YOUR ASSIGNMENT
Scan the material and copy out each line where the word "StageCrashed" occurs.

==========

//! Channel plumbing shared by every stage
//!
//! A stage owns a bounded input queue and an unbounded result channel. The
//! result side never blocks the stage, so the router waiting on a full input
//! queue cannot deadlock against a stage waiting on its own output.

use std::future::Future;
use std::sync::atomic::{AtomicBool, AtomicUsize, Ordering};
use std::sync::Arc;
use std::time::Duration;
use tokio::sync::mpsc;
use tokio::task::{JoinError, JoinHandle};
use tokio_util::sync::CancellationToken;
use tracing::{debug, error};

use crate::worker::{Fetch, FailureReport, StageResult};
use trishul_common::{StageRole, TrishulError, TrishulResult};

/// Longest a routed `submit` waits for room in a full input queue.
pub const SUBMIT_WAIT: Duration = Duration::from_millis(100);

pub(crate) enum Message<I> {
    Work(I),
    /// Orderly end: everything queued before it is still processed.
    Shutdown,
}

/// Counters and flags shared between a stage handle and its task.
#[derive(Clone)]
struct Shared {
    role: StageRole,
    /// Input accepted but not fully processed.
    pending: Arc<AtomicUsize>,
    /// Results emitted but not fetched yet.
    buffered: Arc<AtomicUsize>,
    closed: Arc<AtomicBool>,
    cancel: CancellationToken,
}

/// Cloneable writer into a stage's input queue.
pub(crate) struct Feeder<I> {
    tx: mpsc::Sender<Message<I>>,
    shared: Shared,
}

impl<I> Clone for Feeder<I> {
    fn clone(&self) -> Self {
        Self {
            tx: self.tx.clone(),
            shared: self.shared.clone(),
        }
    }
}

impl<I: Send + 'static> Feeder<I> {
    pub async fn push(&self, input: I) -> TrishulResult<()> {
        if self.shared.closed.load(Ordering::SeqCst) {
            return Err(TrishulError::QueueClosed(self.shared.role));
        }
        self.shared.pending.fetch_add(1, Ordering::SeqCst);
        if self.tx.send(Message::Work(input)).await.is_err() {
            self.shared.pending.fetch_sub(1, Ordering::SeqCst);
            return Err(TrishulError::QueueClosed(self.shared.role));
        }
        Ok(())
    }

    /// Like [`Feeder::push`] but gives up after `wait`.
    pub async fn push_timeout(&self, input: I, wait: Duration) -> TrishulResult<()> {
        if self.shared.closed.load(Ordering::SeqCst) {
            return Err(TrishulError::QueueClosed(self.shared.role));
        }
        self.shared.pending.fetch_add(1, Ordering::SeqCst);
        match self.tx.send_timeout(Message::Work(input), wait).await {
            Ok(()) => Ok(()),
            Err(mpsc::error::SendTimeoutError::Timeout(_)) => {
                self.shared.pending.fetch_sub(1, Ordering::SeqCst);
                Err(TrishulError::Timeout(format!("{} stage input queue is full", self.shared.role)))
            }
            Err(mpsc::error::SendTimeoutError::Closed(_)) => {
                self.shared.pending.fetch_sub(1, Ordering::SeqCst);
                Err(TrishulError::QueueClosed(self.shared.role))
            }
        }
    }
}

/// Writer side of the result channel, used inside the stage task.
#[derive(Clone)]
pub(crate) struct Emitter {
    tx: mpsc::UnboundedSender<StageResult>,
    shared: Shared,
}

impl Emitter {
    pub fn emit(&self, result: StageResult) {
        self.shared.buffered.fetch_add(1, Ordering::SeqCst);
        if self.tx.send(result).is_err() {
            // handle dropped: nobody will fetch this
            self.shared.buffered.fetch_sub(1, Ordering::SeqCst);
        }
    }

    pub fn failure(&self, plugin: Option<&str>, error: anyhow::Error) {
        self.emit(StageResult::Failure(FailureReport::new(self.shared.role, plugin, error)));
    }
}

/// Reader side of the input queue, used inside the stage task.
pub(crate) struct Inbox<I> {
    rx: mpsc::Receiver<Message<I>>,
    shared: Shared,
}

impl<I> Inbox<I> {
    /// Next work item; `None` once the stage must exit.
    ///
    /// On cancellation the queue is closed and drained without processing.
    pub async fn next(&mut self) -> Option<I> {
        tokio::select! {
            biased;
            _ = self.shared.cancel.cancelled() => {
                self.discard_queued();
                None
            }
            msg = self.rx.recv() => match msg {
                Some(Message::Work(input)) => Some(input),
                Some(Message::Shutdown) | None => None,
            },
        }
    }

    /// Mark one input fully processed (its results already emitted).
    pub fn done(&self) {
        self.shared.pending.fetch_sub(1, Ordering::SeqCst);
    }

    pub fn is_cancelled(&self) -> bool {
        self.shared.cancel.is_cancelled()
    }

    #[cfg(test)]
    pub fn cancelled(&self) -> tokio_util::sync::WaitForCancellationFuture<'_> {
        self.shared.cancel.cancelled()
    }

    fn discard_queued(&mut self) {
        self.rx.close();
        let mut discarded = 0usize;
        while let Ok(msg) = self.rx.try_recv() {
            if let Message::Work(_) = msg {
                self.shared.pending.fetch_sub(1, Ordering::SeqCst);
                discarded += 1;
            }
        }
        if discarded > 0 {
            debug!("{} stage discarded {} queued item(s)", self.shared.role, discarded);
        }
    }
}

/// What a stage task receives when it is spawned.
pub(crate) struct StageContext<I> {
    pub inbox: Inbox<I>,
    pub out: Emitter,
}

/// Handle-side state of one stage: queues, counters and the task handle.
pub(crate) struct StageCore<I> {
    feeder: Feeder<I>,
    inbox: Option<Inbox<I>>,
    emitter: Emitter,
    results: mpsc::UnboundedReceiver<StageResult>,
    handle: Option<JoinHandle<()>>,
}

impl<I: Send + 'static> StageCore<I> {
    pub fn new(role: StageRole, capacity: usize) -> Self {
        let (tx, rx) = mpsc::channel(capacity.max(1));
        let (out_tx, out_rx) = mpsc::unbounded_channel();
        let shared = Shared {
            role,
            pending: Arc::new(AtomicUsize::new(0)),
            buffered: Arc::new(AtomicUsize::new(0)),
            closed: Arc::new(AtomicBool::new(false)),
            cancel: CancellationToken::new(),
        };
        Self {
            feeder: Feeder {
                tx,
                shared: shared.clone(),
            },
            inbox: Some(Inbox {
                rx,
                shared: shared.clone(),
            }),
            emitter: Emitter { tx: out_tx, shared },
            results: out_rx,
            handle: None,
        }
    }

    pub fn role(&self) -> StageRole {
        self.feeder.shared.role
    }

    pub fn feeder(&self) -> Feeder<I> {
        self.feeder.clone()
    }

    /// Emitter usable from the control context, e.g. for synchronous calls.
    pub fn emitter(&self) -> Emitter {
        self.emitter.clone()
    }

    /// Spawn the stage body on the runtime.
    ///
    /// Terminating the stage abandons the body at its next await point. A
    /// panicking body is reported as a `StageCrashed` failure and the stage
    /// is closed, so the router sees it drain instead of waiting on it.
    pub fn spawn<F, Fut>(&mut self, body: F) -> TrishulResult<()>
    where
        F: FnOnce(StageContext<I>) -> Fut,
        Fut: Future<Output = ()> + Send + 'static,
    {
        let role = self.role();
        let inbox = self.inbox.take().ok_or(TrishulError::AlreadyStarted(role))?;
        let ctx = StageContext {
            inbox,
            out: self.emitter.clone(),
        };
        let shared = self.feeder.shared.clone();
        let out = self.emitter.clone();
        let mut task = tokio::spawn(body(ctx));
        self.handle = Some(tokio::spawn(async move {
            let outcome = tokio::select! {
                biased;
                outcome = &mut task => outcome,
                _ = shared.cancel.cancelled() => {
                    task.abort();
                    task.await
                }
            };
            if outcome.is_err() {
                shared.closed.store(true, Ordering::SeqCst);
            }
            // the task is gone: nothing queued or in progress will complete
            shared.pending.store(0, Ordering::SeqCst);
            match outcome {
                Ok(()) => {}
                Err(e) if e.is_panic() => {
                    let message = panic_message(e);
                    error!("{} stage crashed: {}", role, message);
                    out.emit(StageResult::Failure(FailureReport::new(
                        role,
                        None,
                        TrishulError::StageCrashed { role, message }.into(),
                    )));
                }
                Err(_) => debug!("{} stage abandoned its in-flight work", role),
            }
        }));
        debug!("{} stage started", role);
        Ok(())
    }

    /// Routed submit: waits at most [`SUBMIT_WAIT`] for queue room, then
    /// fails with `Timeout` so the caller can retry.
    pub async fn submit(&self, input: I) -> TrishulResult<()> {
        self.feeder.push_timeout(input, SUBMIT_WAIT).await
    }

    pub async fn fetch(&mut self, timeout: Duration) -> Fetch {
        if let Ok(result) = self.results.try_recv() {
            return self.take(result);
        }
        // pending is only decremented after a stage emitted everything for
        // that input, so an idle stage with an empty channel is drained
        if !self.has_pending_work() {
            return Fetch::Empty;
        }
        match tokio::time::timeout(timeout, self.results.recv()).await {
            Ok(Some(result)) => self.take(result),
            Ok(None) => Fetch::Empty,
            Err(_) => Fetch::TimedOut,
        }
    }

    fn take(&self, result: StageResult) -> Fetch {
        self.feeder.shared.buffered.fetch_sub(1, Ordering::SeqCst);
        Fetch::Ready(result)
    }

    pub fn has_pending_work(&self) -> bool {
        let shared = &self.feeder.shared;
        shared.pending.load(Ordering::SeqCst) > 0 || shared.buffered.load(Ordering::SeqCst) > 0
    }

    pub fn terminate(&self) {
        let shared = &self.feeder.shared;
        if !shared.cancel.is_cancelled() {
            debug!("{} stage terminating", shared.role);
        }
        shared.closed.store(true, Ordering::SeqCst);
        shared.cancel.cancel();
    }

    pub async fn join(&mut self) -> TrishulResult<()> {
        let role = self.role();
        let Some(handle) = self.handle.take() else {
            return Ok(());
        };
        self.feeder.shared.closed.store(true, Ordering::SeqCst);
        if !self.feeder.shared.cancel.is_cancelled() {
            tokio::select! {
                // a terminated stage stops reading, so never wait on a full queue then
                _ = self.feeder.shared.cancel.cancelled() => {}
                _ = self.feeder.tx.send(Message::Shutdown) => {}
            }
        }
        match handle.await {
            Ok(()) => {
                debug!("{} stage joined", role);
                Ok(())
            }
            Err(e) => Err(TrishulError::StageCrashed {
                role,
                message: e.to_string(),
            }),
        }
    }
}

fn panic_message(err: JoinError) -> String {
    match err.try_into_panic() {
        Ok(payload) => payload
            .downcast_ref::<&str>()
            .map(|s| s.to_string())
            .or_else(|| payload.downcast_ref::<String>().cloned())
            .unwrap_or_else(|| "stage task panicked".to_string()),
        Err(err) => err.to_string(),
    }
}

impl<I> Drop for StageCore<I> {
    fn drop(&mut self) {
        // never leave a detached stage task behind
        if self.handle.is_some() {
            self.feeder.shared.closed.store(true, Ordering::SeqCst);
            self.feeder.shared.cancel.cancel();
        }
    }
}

==========

EXERCISE ANSWER
    /// panicking body is reported as a `StageCrashed` failure and the stage
                        TrishulError::StageCrashed { role, message }.into(),
            Err(e) => Err(TrishulError::StageCrashed {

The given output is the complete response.